Overall, the District’s financial position is excellent. Most metrics remained stable from FY 2020 to FY 2021. There are no significant areas of concern with regard to district finances, although I do note the employee cost ratio has increased to 83% and has been at or above 80% for the last four years. The increase in FTE due is due to enrollment growth and making strategic investments in hard to fill areas. The target for this ratio is 80%.
Some general observations include first and foremost the fact our general fund revenue increased by $411,821 or 4.8% from FY 2020 to FY 2021. Most notably, this increase came in the state sources object code and can be attributed to growth in enrollment and a slight increase in supplemental state aide, although a significant increase in federal funds due to COVID relief was also a major contributor. At the same time, the district’s cash reserves are full and it remains unnecessary to levy for cash reserves. Finally, our general fund expenditures increased by $135,135 or a rate of 1.6%.
The total general fund balance increased from $2,223,215 in FY 2020 to $2,393,171 in FY 2021. At the same time, the restricted fund balance increased from $221,734 to $236,633. The district was able to clear some of these restricted funds due to changes in legislation that permitted the creation of a ‘flex’ account. The district is encouraged to continue to utilize this tool in order to keep these balances as low as possible. It is worth noting that dropout prevention, talented and gifted; and early literacy are reserve funds excluded from consideration for flex fund spending. The district may wish to closely examine these programs against the fund balance to ensure maximum leverage is applied against these expenditures. As a reminder, these funds are reserved because they can only be used for specified purposes under Iowa Law. Reserve funds for Talented and Gifted make up the bulk of these restricted funds at $182,472, and as you can see from the table to the left, this fund continues to grow.
Tax rates for the FY 2021 budget year were 14.04151, down from 14.20904 in FY 2020. Overall taxes were down for the district as well, in spite of the continued increase in the residential rollback and natural increases to taxable valuation district wide.
The district currently carries a long term debt note of $5,140,000 when it sold revenue bonds during the winter of 2019. At the same time, the district carries short term debt primarily for the lease of computer devices that support the district’s connected learning initiative. Both of these notes are paid through the capital funds improvement funding stream and are not therefore general fund expenditures. It is also important to note the district is currently not utilizing any general obligation funding mechanisms.

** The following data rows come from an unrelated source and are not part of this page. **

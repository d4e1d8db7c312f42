//! Account service: sign-in, actor resolution and password changes.
//!
//! Passwords live with the identity provider; this service only records
//! whether an account still carries the temporary password it was issued.

use std::sync::Arc;

use async_trait::async_trait;
use tracing::{info, warn};

use crate::domain::ports::{AccountCommand, AccountQuery, AccountRepository, IdentityProvider};
use crate::domain::{AccountView, Actor, Credentials, Error, NewPassword, UserId};

/// Account service implementing the account driving ports.
#[derive(Clone)]
pub struct AccountService<R, I> {
    accounts: Arc<R>,
    identity: Arc<I>,
}

impl<R, I> AccountService<R, I> {
    /// Create a new service over the account store and identity provider.
    pub fn new(accounts: Arc<R>, identity: Arc<I>) -> Self {
        Self { accounts, identity }
    }
}

#[async_trait]
impl<R, I> AccountCommand for AccountService<R, I>
where
    R: AccountRepository,
    I: IdentityProvider,
{
    async fn sign_in(&self, credentials: Credentials) -> Result<UserId, Error> {
        match self.identity.sign_in(&credentials).await {
            Ok(user) => {
                info!(user_id = %user, "signed in");
                Ok(user)
            }
            Err(error) => {
                warn!(%error, "sign-in failed");
                Err(error.into())
            }
        }
    }

    async fn change_password(&self, actor: &Actor, password: NewPassword) -> Result<(), Error> {
        self.identity
            .update_password(actor.user_id(), &password)
            .await?;
        self.accounts
            .clear_temporary_password(actor.user_id())
            .await?;
        info!(user_id = %actor.user_id(), "password changed");
        Ok(())
    }
}

#[async_trait]
impl<R, I> AccountQuery for AccountService<R, I>
where
    R: AccountRepository,
    I: IdentityProvider,
{
    async fn resolve_actor(&self, user: UserId) -> Result<Actor, Error> {
        let assignment = self
            .accounts
            .find_role(user)
            .await?
            .ok_or_else(|| Error::forbidden("account has no role"))?;
        Ok(Actor::new(
            assignment.user_id,
            assignment.role,
            assignment.mess_id,
        ))
    }

    async fn current_account(&self, actor: &Actor) -> Result<AccountView, Error> {
        let profile = self
            .accounts
            .find_profile(actor.user_id())
            .await?
            .ok_or_else(|| Error::not_found("profile not found"))?;
        Ok(AccountView {
            profile,
            role: actor.role(),
            mess_id: actor.mess_id(),
        })
    }
}
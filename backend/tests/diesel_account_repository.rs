//! Integration tests for `DieselAccountRepository` against embedded
//! PostgreSQL.

#[path = "support/embedded_postgres.rs"]
mod embedded_postgres;

use embedded_postgres::{PgContext, handle_cluster_setup_failure};
use mess_backend::domain::ports::AccountRepository;
use mess_backend::domain::{Role, UserId};
use mess_backend::outbound::persistence::DieselAccountRepository;
use rstest::{fixture, rstest};
use uuid::Uuid;

const TEST_DB: &str = "diesel_account_repo_test";

struct TestContext {
    pg: PgContext,
    accounts: DieselAccountRepository,
    ravi: Uuid,
    meera: Uuid,
    running: Uuid,
    member: Uuid,
}

fn setup_context() -> Result<TestContext, String> {
    let pg = PgContext::new(TEST_DB)?;
    let mess = Uuid::new_v4();
    let ravi = Uuid::new_v4();
    let meera = Uuid::new_v4();
    let running = Uuid::new_v4();
    let member = Uuid::new_v4();
    pg.seed_mess(mess, "Annapurna");
    pg.seed_account(ravi, "Ravi", "owner", None);
    pg.seed_account(meera, "Meera", "owner", None);
    pg.seed_account(running, "Sunita", "owner", Some(mess));
    pg.seed_account(member, "Asha", "member", None);
    let accounts = DieselAccountRepository::new(pg.pool.clone());
    Ok(TestContext {
        pg,
        accounts,
        ravi,
        meera,
        running,
        member,
    })
}

#[fixture]
fn repo_context() -> Option<TestContext> {
    match setup_context() {
        Ok(ctx) => Some(ctx),
        Err(reason) => handle_cluster_setup_failure(reason),
    }
}

#[rstest]
fn unassigned_owners_are_sorted_by_name(repo_context: Option<TestContext>) {
    let Some(context) = repo_context else {
        eprintln!("SKIP-TEST-CLUSTER: unassigned_owners_are_sorted_by_name skipped");
        return;
    };

    let owners = context
        .pg
        .runtime
        .block_on(context.accounts.list_unassigned_owners())
        .expect("owners listed");

    let ids: Vec<Uuid> = owners.iter().map(|profile| *profile.id.as_uuid()).collect();
    assert_eq!(ids, vec![context.meera, context.ravi]);
    assert!(!ids.contains(&context.running));
}

#[rstest]
fn counts_accounts_per_role(repo_context: Option<TestContext>) {
    let Some(context) = repo_context else {
        eprintln!("SKIP-TEST-CLUSTER: counts_accounts_per_role skipped");
        return;
    };
    let runtime = &context.pg.runtime;

    let owners = runtime
        .block_on(context.accounts.count_with_role(Role::Owner))
        .expect("owners counted");
    let members = runtime
        .block_on(context.accounts.count_with_role(Role::Member))
        .expect("members counted");
    let admins = runtime
        .block_on(context.accounts.count_with_role(Role::SuperAdmin))
        .expect("admins counted");

    assert_eq!((owners, members, admins), (3, 1, 0));
}

#[rstest]
fn clearing_the_temporary_password_sticks(repo_context: Option<TestContext>) {
    let Some(context) = repo_context else {
        eprintln!("SKIP-TEST-CLUSTER: clearing_the_temporary_password_sticks skipped");
        return;
    };
    let member = UserId::from_uuid(context.member);
    let runtime = &context.pg.runtime;

    let before = runtime
        .block_on(context.accounts.find_profile(member))
        .expect("profile read")
        .expect("profile exists");
    runtime
        .block_on(context.accounts.clear_temporary_password(member))
        .expect("password cleared");
    let after = runtime
        .block_on(context.accounts.find_profile(member))
        .expect("profile read")
        .expect("profile exists");
    let role = runtime
        .block_on(context.accounts.find_role(member))
        .expect("role read")
        .expect("role exists");

    assert!(before.has_temporary_password);
    assert!(!after.has_temporary_password);
    assert_eq!(role.role, Role::Member);
    assert_eq!(
        context
            .pg
            .count_where("profiles", "id = $1 AND temp_password IS NULL", &context.member),
        1
    );
}
//! Identity provider adapters.
//!
//! Passwords live with a hosted GoTrue-compatible auth service; this module
//! provides the HTTP implementation of the `IdentityProvider` port.

mod dto;
mod http_provider;

pub use http_provider::{HttpIdentityProvider, IdentityKeys};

In spite of our strong financial position, enrollment will need to continually be monitored. While one year certified enrollment may be down 22 students, the next year certified enrollment may be up 27. While enrollment remains strong, the COVID pandemic has resulted in a significant drop in enrollment. While expected to rebound, it is something that will need to be carefully managed in the short term. *Note: keep in mind the enrollment provided here is a look back at the 2020-2021 school year when we did experience a decrease in enrollment due to COVID. It does not take into consideration the substantial increase in enrollment that we are experiencing during the 2021-2022 school year.
Finally we should take special note of the district’s unspent balance ratio. This is perhaps the most important of all the financial health indicators and one that should be closely monitored and watched. The news here is good, with an increase in this ratio every year since 2011 when the district completed major budget cuts and ended with a balance of $90,971 or 1.29%. In the prevailing years it has grown steadily to $3,501,131 or 28.53% in fiscal year 2021. Like the financial solvency ratio, this puts the district in a good position in light of unpredictable funding from the state, and particularly since we will be in a position to manage unbudgeted expenditures that have come about as a result of COVID-19.